------ Exercise data
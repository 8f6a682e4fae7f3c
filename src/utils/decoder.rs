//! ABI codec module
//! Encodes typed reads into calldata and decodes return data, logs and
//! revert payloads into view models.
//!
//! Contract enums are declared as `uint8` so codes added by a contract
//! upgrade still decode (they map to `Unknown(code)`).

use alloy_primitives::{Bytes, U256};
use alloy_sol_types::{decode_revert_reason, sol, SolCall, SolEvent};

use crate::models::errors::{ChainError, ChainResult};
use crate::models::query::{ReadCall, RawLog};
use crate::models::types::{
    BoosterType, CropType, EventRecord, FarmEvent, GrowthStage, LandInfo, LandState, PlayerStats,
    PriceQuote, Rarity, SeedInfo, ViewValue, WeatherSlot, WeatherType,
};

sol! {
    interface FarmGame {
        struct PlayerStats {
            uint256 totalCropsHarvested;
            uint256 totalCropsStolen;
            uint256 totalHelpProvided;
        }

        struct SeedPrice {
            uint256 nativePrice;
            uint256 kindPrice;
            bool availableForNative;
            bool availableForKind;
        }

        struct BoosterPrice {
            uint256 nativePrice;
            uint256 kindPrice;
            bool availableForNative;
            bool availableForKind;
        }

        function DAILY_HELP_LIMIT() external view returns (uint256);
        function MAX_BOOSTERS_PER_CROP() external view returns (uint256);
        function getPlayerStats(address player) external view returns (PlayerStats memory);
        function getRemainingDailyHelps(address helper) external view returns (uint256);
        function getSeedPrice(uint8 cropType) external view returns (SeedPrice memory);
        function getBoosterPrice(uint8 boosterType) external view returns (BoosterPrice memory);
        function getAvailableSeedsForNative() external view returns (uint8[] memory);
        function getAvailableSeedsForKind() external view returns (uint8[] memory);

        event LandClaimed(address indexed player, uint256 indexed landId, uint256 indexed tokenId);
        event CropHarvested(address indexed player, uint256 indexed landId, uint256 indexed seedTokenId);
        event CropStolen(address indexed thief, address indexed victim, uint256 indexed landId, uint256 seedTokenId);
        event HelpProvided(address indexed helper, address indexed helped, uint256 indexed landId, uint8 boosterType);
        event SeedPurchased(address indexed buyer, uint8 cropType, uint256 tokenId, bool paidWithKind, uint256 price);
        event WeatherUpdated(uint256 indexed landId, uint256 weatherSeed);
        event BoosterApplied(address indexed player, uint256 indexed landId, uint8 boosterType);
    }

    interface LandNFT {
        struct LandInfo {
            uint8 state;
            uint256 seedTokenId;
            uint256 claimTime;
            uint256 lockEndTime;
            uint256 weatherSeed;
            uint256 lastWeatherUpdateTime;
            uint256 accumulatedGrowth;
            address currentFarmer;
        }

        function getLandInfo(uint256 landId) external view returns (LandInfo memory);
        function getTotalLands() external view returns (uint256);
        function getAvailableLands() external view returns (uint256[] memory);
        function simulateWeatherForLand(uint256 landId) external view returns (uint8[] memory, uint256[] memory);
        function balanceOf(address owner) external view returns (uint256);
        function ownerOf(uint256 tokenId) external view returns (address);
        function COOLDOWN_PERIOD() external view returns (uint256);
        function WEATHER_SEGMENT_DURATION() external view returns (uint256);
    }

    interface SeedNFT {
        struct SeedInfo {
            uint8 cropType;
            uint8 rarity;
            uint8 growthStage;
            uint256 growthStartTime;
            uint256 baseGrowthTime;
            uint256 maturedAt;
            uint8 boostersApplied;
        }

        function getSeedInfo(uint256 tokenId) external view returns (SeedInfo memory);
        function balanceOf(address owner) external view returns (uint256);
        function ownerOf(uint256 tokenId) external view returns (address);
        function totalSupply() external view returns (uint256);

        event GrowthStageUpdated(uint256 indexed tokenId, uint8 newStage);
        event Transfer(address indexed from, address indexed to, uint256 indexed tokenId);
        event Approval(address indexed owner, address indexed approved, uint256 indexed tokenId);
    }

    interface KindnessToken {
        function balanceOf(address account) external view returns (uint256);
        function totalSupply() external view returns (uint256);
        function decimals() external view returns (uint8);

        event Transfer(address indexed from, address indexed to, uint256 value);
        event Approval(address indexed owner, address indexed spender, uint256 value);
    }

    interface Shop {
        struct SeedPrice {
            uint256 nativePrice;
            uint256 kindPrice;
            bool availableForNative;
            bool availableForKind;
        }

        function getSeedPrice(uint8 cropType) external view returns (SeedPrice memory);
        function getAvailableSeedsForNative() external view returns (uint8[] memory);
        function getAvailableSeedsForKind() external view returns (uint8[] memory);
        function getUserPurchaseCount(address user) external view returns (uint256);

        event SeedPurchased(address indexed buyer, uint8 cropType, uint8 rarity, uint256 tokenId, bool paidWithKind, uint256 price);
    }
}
------------
*Your task*
Could you set down, exactly as written, the lines above between the one holding "function getPlayerStats(address player)" and the one holding "uint256 weatherSeed;", inclusive, and nothing more?

*Solved problem*
        function getPlayerStats(address player) external view returns (PlayerStats memory);
        function getRemainingDailyHelps(address helper) external view returns (uint256);
        function getSeedPrice(uint8 cropType) external view returns (SeedPrice memory);
        function getBoosterPrice(uint8 boosterType) external view returns (BoosterPrice memory);
        function getAvailableSeedsForNative() external view returns (uint8[] memory);
        function getAvailableSeedsForKind() external view returns (uint8[] memory);

        event LandClaimed(address indexed player, uint256 indexed landId, uint256 indexed tokenId);
        event CropHarvested(address indexed player, uint256 indexed landId, uint256 indexed seedTokenId);
        event CropStolen(address indexed thief, address indexed victim, uint256 indexed landId, uint256 seedTokenId);
        event HelpProvided(address indexed helper, address indexed helped, uint256 indexed landId, uint8 boosterType);
        event SeedPurchased(address indexed buyer, uint8 cropType, uint256 tokenId, bool paidWithKind, uint256 price);
        event WeatherUpdated(uint256 indexed landId, uint256 weatherSeed);
        event BoosterApplied(address indexed player, uint256 indexed landId, uint8 boosterType);
    }

    interface LandNFT {
        struct LandInfo {
            uint8 state;
            uint256 seedTokenId;
            uint256 claimTime;
            uint256 lockEndTime;
            uint256 weatherSeed;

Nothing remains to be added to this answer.